Fundamentando-se na perspectiva teórica fornecida pela psicanálise de orientação lacaniana, busca-se investigar a representação familiar em narrativas orais de ficção, produzidas por uma criança e um adolescente de rua. Parte-se do princípio de que o discurso narrativo configura-se como locus privilegiado para a instalação da subjetividade. No discurso narrativo de ficção, em especial, a verdade do sujeito irrompe à sua revelia; ele acaba falando de si, pois não logra escapar de seu assujeitamento à linguagem. O que parece caracterizar as narrativas é a emergência de um jogo entre o empírico e o idealizado, que se organiza da seguinte maneira: lado a lado com a representação de uma família desestruturada (figuras parentais ausentes, rearranjos familiares, pais negligentes), aparece a representação de uma família unida e feliz. A conclusão é que, através da ficção, eles organizaram sua simbolização particular sobre o que é uma família, guiados fundamentalmente pelo desejo.

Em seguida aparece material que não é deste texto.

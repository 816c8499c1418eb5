use ulid::Ulid;

use crate::limits::*;
use crate::model::*;
use crate::observability::{
    ADMIN_OVERRIDES_TOTAL, BOOKINGS_CREATED_TOTAL, BOOKING_CONFLICTS_TOTAL,
    BOOKING_TRANSITIONS_TOTAL,
};

use super::conflict::{check_no_conflict, now_ms};
use super::nesting::check_dependents_in_stay;
use super::{
    require_elevated, require_owner_or_elevated, BookingPatch, Engine, EngineError, Entity,
    NewBooking, Transition,
};

impl Engine {
    /// Admit a new `confirmed` booking owned by the caller. The overlap check,
    /// the log append and the apply all run under the room's write lock, so
    /// of two racing overlapping requests exactly one wins.
    pub async fn create_booking(
        &self,
        actor: &Actor,
        req: NewBooking,
    ) -> Result<Booking, EngineError> {
        let stay = req.validate()?;
        let mut guard = self.room_write(req.room_id).await?;
        let reservation = self.reserve_id(req.id, guard.id)?;
        if !guard.status.is_bookable() {
            return Err(EngineError::InvalidState {
                id: req.room_id,
                reason: "room is not available for booking",
            });
        }
        if guard.bookings.len() >= MAX_BOOKINGS_PER_ROOM {
            return Err(EngineError::LimitExceeded("too many bookings on room"));
        }
        if let Err(e) = check_no_conflict(&guard, &stay, None) {
            metrics::counter!(BOOKING_CONFLICTS_TOTAL).increment(1);
            return Err(e);
        }

        let booking = Booking {
            id: req.id,
            user_id: actor.user_id,
            room_id: req.room_id,
            stay,
            status: BookingStatus::Confirmed,
            total_price: req.total_price,
            special_requests: req.special_requests,
            created_at: now_ms(),
        };
        self.persist_and_apply(&mut guard, &Event::BookingCreated(booking.clone()))
            .await?;
        reservation.commit();
        metrics::counter!(BOOKINGS_CREATED_TOTAL).increment(1);
        tracing::debug!(booking = %booking.id, room = %booking.room_id, "booking confirmed");
        Ok(booking)
    }

    pub async fn check_in(&self, actor: &Actor, id: Ulid) -> Result<Booking, EngineError> {
        require_elevated(actor, "check guests in")?;
        self.transition(actor, id, Transition::CheckIn).await
    }

    pub async fn check_out(&self, actor: &Actor, id: Ulid) -> Result<Booking, EngineError> {
        require_elevated(actor, "check guests out")?;
        self.transition(actor, id, Transition::CheckOut).await
    }

    /// Cancelling also deactivates the booking's guest access and alarms,
    /// as part of the same logged event.
    pub async fn cancel(&self, actor: &Actor, id: Ulid) -> Result<Booking, EngineError> {
        self.transition(actor, id, Transition::Cancel).await
    }

    pub async fn apply_transition(
        &self,
        actor: &Actor,
        id: Ulid,
        action: Transition,
    ) -> Result<Booking, EngineError> {
        match action {
            Transition::CheckIn => self.check_in(actor, id).await,
            Transition::CheckOut => self.check_out(actor, id).await,
            Transition::Cancel => self.cancel(actor, id).await,
        }
    }

    async fn transition(
        &self,
        actor: &Actor,
        id: Ulid,
        action: Transition,
    ) -> Result<Booking, EngineError> {
        let mut guard = self.resolve_entity_write(Entity::Booking, id).await?;
        let current = guard
            .booking(id)
            .ok_or(EngineError::NotFound(Entity::Booking, id))?;
        require_owner_or_elevated(actor, current.user_id, "change another guest's booking")?;
        if !action.allowed_from(current.status) {
            return Err(EngineError::InvalidTransition { id, from: current.status, action });
        }

        let event = Event::BookingTransitioned {
            id,
            room_id: guard.id,
            status: action.target(),
        };
        self.persist_and_apply(&mut guard, &event).await?;
        metrics::counter!(BOOKING_TRANSITIONS_TOTAL, "action" => action.as_str()).increment(1);
        guard
            .booking(id)
            .cloned()
            .ok_or(EngineError::NotFound(Entity::Booking, id))
    }

    /// Administrative edit. Skips the lifecycle table but never the data
    /// invariants: the merged stay must be a valid window, must not overlap
    /// another live booking if the result is live, and must still contain
    /// every guest access and alarm window of the booking.
    pub async fn revise_booking(
        &self,
        actor: &Actor,
        id: Ulid,
        patch: BookingPatch,
    ) -> Result<Booking, EngineError> {
        require_elevated(actor, "revise bookings")?;
        patch.validate()?;
        let mut guard = self.resolve_entity_write(Entity::Booking, id).await?;
        let current = guard
            .booking(id)
            .cloned()
            .ok_or(EngineError::NotFound(Entity::Booking, id))?;
        let next = patch.apply_to(&current)?;
        if next.is_live() {
            check_no_conflict(&guard, &next.stay, Some(id))?;
        }
        if next.stay != current.stay {
            check_dependents_in_stay(&guard, &next)?;
        }

        let event = Event::BookingRevised { booking: next.clone(), by: actor.user_id };
        self.persist_and_apply(&mut guard, &event).await?;
        metrics::counter!(ADMIN_OVERRIDES_TOTAL, "action" => "revise").increment(1);
        tracing::info!(
            target: "audit",
            booking = %id,
            by = %actor.user_id,
            role = actor.role.as_str(),
            from_status = current.status.as_str(),
            to_status = next.status.as_str(),
            check_in = next.stay.start,
            check_out = next.stay.end,
            "booking revised"
        );
        Ok(next)
    }

    /// Administrative hard delete. The booking's grants go with it.
    pub async fn delete_booking(&self, actor: &Actor, id: Ulid) -> Result<(), EngineError> {
        require_elevated(actor, "delete bookings")?;
        let mut guard = self.resolve_entity_write(Entity::Booking, id).await?;
        let status = guard
            .booking(id)
            .map(|b| b.status)
            .ok_or(EngineError::NotFound(Entity::Booking, id))?;

        let event = Event::BookingDeleted { id, room_id: guard.id, by: actor.user_id };
        self.persist_and_apply(&mut guard, &event).await?;
        metrics::counter!(ADMIN_OVERRIDES_TOTAL, "action" => "delete").increment(1);
        tracing::info!(
            target: "audit",
            booking = %id,
            by = %actor.user_id,
            role = actor.role.as_str(),
            status = status.as_str(),
            "booking deleted"
        );
        Ok(())
    }
}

This study aims at investigating the family representation in oral fiction narratives produced by one child and one adolescent, both homeless. Lacan-oriented psychoanalysis served as a theoretical perspective for the analysis. Moreover, the fiction narrative discourse is considered to be configured as a privileged locus for the emergence of subjectivity. Particularly in this modality of discourse, the subject truth breaks out in absence; one talks about himself because he cannot escape his dependence upon the language. What seems to distinguish these narratives is the emergence of a relationship between what is empirical and what is idealized. Along with the representation of a disarranged family (absent parent figures, reassembles, neglectful parents), comes the representation of a happy united family. It can be concluded that through fiction these subjects organized their private simbolization of what a family is, guided essentially by desire.
En se basant sur la perspective théorique fournie par la psychanalyse d'orientation lacanienne, on cherche à étudier la représentation de la famille à partir de narrations orales fictives produites par un enfant et un adolescent de la rue. On part du principe que le discours narratif se configure comme locus privilégié dans l'installation de la subjectivité. Dans le discours narratif fictif, spécialement, la vérité du sujet jaillit à son insu : il finit par parler de lui, car il ne peut échapper à son assujettissement au langage. Ce qui paraît caractériser les narrations, c'est l'émergence d'un jeu entre l'empirique et l'idéalisé, qui s'organise ainsi : côte à côte avec la représentation d'une famille déstructurée (figures parentales absentes, familles recomposées, parents négligents), apparaît la représentation d'une famille unie et heureuse. On conclut que, au moyen de la fiction, ils organisent leur symbolisation particulière sur ce qu’est une famille, guidés fondamentalement par le désir.